In life, he dreamed of becoming a soldier. In death, he was honored with an invitation to join their ranks.

Fifteen-year-old Peter Wang, who was killed while trying to help classmates escape from a gunman at Marjory Stoneman Douglas High School, was posthumously accepted to the U.S. Military Academy at West Point on Tuesday “for his heroic actions on Feb. 14, 2018” and then buried in his Junior Reserve Officers' Training Corps (JROTC) uniform.

READ MORE | UPDATE: 17 killed in mass shooting by teen at South Florida high school

Wang, the U.S. Military Academy said in a statement, “had a lifetime goal to attend USMA.”

“It was an appropriate way for USMA to honor this brave young man,” it read. “West Point has given posthumous offers of admission in very rare instances for those candidates or potential candidate’s (sic) whose actions exemplified the tenets of Duty, Honor and Country.”

Wang would have been in the Class of 2025, a West Point spokesman said.

The letter was hand-delivered to Wang’s parents by a uniformed Army officer at the funeral home in Coral Springs, Florida, where a gut-wrenching funeral was held as grieving relatives wept beside the slain teenager’s open casket.

When the shooting started at the high school in Parkland, the Brooklyn, N.Y.-born cadet yanked open a door that allowed dozens of classmates, teachers and staffers to escape, officials said.
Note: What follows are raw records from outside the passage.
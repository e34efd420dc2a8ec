//! # folio-core
//!
//! Shared types for the folio live content channel.
//!
//! This crate defines the wire contract spoken between the API server and
//! every connected dashboard: the server message envelopes, the
//! `content_update` change event, the channel lifecycle states, and the
//! notifier trait that REST mutation handlers call after a durable write.

pub mod defaults;
pub mod error;
pub mod events;
pub mod lifecycle;
pub mod protocol;

// Re-export commonly used types at crate root
pub use error::{Error, Result};
pub use events::{content_types, ChangeEvent, ContentAction, ContentNotifier};
pub use lifecycle::{AtomicChannelState, ChannelState};
pub use protocol::ServerMessage;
But as he stood at his post in his JROTC uniform and held the door open, Wang was shot and killed — one of the 17 students and staffers who died in the school that day.
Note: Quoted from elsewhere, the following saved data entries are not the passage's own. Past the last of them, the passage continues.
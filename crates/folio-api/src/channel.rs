//! Per-connection live channel handler.
//!
//! Accepted sockets are registered with the hub, greeted once, and then split
//! into a writer task (queued frames plus keepalive pings) and a reader loop
//! that acknowledges every inbound frame that parses as JSON. Inbound frames
//! carry no commands; content changes go through the REST handlers.

use std::time::Duration;

use axum::extract::ws::{Message, WebSocket};
use folio_core::ServerMessage;
use futures::{SinkExt, StreamExt};
use serde_json::Value;

use crate::hub::{BroadcastHub, ChannelLease};

/// Decide the reply to one inbound text frame.
///
/// Frames that are not JSON are logged and dropped without a reply.
pub fn reply_to(channel: u64, text: &str) -> Option<ServerMessage> {
    match serde_json::from_str::<Value>(text) {
        Ok(value) => {
            tracing::debug!(channel, frame = %value, "Live channel frame received");
            Some(ServerMessage::acknowledgment())
        }
        Err(e) => {
            tracing::warn!(channel, error = %e, "Dropping malformed live channel frame");
            None
        }
    }
}

fn queue(lease: &ChannelLease, message: &ServerMessage) {
    match message.to_json() {
        Ok(json) => {
            if !lease.enqueue(json.into()) {
                tracing::debug!(channel = lease.id(), "Live channel writer gone");
            }
        }
        Err(e) => tracing::error!(channel = lease.id(), error = %e, "Failed to encode frame"),
    }
}

/// Serve one upgraded socket until either side closes it.
pub async fn serve_channel(socket: WebSocket, hub: BroadcastHub, ping_interval: Duration) {
    let (lease, mut outbox) = hub.registry().accept();
    let channel = lease.id();

    // The welcome is queued before the channel becomes a broadcast target, so
    // it is always the first frame the client sees.
    queue(&lease, &ServerMessage::welcome());
    lease.mark_open();
    tracing::info!(channel, open = hub.open_channels(), "Live channel opened");

    let (mut sender, mut receiver) = socket.split();

    let mut send_task = tokio::spawn(async move {
        let mut ping = tokio::time::interval(ping_interval);
        // first tick is immediate
        ping.tick().await;
        loop {
            tokio::select! {
                frame = outbox.recv() => {
                    let Some(frame) = frame else { break };
                    if sender.send(Message::Text(frame.to_string())).await.is_err() {
                        break;
                    }
                }
                _ = ping.tick() => {
                    if sender.send(Message::Ping(Vec::new())).await.is_err() {
                        break;
                    }
                }
            }
        }
        let _ = sender.close().await;
    });

    let recv_loop = async {
        while let Some(frame) = receiver.next().await {
            match frame {
                Ok(Message::Text(text)) => {
                    if let Some(reply) = reply_to(channel, &text) {
                        queue(&lease, &reply);
                    }
                }
                Ok(Message::Binary(bytes)) => match std::str::from_utf8(&bytes) {
                    Ok(text) => {
                        if let Some(reply) = reply_to(channel, text) {
                            queue(&lease, &reply);
                        }
                    }
                    Err(_) => {
                        tracing::warn!(channel, len = bytes.len(), "Dropping non-UTF-8 frame");
                    }
                },
                Ok(Message::Close(_)) => break,
                Ok(_) => {}
                Err(e) => {
                    tracing::warn!(channel, error = %e, "Live channel error");
                    break;
                }
            }
        }
    };

    tokio::select! {
        _ = &mut send_task => {}
        _ = recv_loop => {}
    }

    lease.mark_closing();
    send_task.abort();
    drop(lease);
    tracing::info!(channel, open = hub.open_channels(), "Live channel closed");
}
“For as long as we remember him, he is a hero,” classmate Jared Burns told NBC Miami.

“He was like a brother to me and possibly one of the kindest people I ever met,” longtime friend Xi Chen added.

Gov. Rick Scott has directed the Florida National Guard to honor Wang, who was a freshman, and two other JROTC members who were killed — Alaina Petty, 14, and Martin Duque, 14.

Also, a petition calling on Congress to give Wang a full military funeral had collected nearly 70,000 signatures as of Tuesday afternoon, some 30,000 short of the 100,000 needed to get a response from the White House.

“Wang died a hero, and deserves to be treated as such, and deserves a full honors military burial,” the petition states.